** Activity **
Can you pull out each line of the data below that includes the word "file"?

[Stored items from a collection]
= Beginning of Section =

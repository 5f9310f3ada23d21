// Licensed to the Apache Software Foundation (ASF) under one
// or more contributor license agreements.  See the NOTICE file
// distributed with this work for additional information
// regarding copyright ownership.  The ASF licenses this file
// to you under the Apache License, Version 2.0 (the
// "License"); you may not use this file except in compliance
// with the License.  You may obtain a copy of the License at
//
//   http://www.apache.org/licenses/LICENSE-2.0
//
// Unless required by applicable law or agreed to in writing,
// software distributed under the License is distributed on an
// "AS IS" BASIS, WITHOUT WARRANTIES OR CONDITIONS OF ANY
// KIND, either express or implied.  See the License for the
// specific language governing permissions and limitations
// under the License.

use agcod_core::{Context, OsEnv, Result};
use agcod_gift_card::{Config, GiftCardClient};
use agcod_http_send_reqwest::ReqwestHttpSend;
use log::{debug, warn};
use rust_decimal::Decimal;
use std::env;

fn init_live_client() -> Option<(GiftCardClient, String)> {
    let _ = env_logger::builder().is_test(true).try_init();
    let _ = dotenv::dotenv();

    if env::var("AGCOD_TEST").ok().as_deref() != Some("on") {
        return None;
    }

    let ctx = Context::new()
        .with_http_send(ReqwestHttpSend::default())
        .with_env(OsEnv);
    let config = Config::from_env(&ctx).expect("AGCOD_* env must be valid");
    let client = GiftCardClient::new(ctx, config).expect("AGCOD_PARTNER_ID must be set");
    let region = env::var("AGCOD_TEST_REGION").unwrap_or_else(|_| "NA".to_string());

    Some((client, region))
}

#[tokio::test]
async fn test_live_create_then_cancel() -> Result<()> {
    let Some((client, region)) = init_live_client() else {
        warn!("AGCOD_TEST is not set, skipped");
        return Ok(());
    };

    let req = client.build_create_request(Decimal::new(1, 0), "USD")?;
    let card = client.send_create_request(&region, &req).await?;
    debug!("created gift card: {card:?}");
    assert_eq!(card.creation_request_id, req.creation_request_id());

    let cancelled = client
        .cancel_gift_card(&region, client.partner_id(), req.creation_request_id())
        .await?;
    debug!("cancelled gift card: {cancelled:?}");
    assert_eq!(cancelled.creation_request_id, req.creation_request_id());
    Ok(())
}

= End of Section =

** Result for this exercise **
// or more contributor license agreements.  See the NOTICE file
// regarding copyright ownership.  The ASF licenses this file
// "License"); you may not use this file except in compliance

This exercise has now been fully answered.